Milk processors are betting that supporting women and girls who run, and promoting gender equity in sports — with plenty of post-race chocolate milk — will change some minds. For every woman who joins #Team Milk, the milk processors will make a donation to Girls on the Run, a national nonprofit sports organization.

Milk marketers have also tapped Olympic medalists, women who play football and other sports influencers who swim, climb or play street soccer.

“We sometimes refer to milk as the O.G. sports drink, powering athletes for 10,000 years,” Ms. Rani said.

At the other end of the activity spectrum, the industry is making a play for gamers. Milk processors declared milk the official “performance beverage” at last year’s TwitchCon gaming convention in San Diego. Dairy Management Inc., a trade organization, hired the gaming superstars Preston Arsement and Jimmy Donaldson (known to his 139 million YouTube subscribers as Mr. Beast) to introduce seven new cows to Minecraft. The two streaming celebrities heaped love on the nation’s dairy farmers and explained sustainable dairy-farming practices.
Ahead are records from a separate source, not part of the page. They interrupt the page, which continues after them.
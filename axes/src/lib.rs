//! # Axes
//!
//! Axes keeps the login history of a web application: every login attempt
//! ([`AccessAttempt`]) and every authenticated session with its logout time
//! ([`AccessLog`]). The records are written by the authentication middleware;
//! deciding whether to lock someone out is up to the application.
//!
//! ## Storage Support
//!
//! - SQLite (`sqlite` feature, enabled by default)
//!
//! ## Example
//!
//! ```rust,no_run
//! use axes::{AccessQuery, NewAccessAttempt, NewAccessRecord};
//!
//! #[tokio::main]
//! async fn main() -> Result<(), axes::Error> {
//!     let axes = axes::sqlite("sqlite::memory:").await?;
//!
//!     let access = NewAccessRecord::builder()
//!         .user_agent("Mozilla/5.0")
//!         .username("alice")
//!         .http_accept("text/html")
//!         .path_info("/admin/login/")
//!         .build()?;
//!     let attempt = axes
//!         .record_attempt(NewAccessAttempt::new(access).with_failures(1))
//!         .await?;
//!     println!("{attempt}");
//!
//!     let recent = axes.recent_attempts(&AccessQuery::new().limit(10)).await?;
//!     assert_eq!(recent.len(), 1);
//!     Ok(())
//! }
//! ```

/// Re-export core types from axes_core
pub use axes_core::{
    Access, AccessAttempt, AccessLog, AccessQuery, AccessRecord, AccessService, Error,
    NewAccessAttempt, NewAccessLog, NewAccessRecord, error, labels, ordering, repositories,
    services, validation,
};

#[cfg(feature = "sqlite")]
pub use axes_storage_sqlite::{SqliteConfig, SqliteRepositoryProvider, SqliteStorage};

#[cfg(feature = "sqlite")]
use std::sync::Arc;

/// Connect to a SQLite database, apply migrations and return a ready service.
#[cfg(feature = "sqlite")]
pub async fn sqlite(url: &str) -> Result<AccessService<SqliteRepositoryProvider>, Error> {
    sqlite_with(&SqliteConfig {
        url: url.to_string(),
        ..Default::default()
    })
    .await
}

/// Like [`sqlite`], with explicit connection settings.
#[cfg(feature = "sqlite")]
pub async fn sqlite_with(
    config: &SqliteConfig,
) -> Result<AccessService<SqliteRepositoryProvider>, Error> {
    let storage = SqliteStorage::connect_with(config).await?;
    storage.migrate().await?;
    tracing::info!(url = %config.url, "Axes SQLite storage ready");
    Ok(AccessService::new(Arc::new(storage.repositories())))
}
Some milk marketers have created Shark Tank-like contests that encourage small food entrepreneurs to invent dairy-based products aimed directly at Gen Z. One winner was Spylt, a caffeinated chocolate milk whose tagline is “Chill it. Then chug it!”

All this is not to say that young people don’t eat plenty of cheese, yogurt and ice cream.

“They’re not abandoning dairy,” said John Crawford, a dairy analyst for Circana. “But they certainly are walking away from traditional dairy milk.”

The decline has been happening for decades. Americans’ annual milk consumption peaked at 45 gallons per person in 1945, according to the U.S. Department of Agriculture. It fell to about 23 gallons in 2001, and by 2021 it was down to 16 gallons.

Although Generation Z is the target, millennials laid the groundwork for milk’s identity crisis, with their focus on health and wellness and demand for transparency in the food system.

“I feel like this is another punch line about us: Did millennials kill milk?” said Rebecca Kelley, 39, a content strategy consultant in Seattle.

She and her friends drink almond milk. “I do have some old millennial guilt because I know from a sustainability perspective almond milk is not great,” she said. But she also sneaks in a glass or two of whole milk with spaghetti or a tuna sandwich, despite judgy comments from friends. “For me, it’s a nostalgia play.”

Milk has a tougher battle with Generation Z. Born between 1997 and 2012, it’s the country’s most diverse ever. A bare majority are white, and 29 percent are immigrants or the children of immigrants. Many come from backgrounds in which lactose intolerance is common.

Some have turned to nut milks and other plant-based alternatives, whose sales are expected to grow by more than 9 percent a year through 2027, far faster than milk.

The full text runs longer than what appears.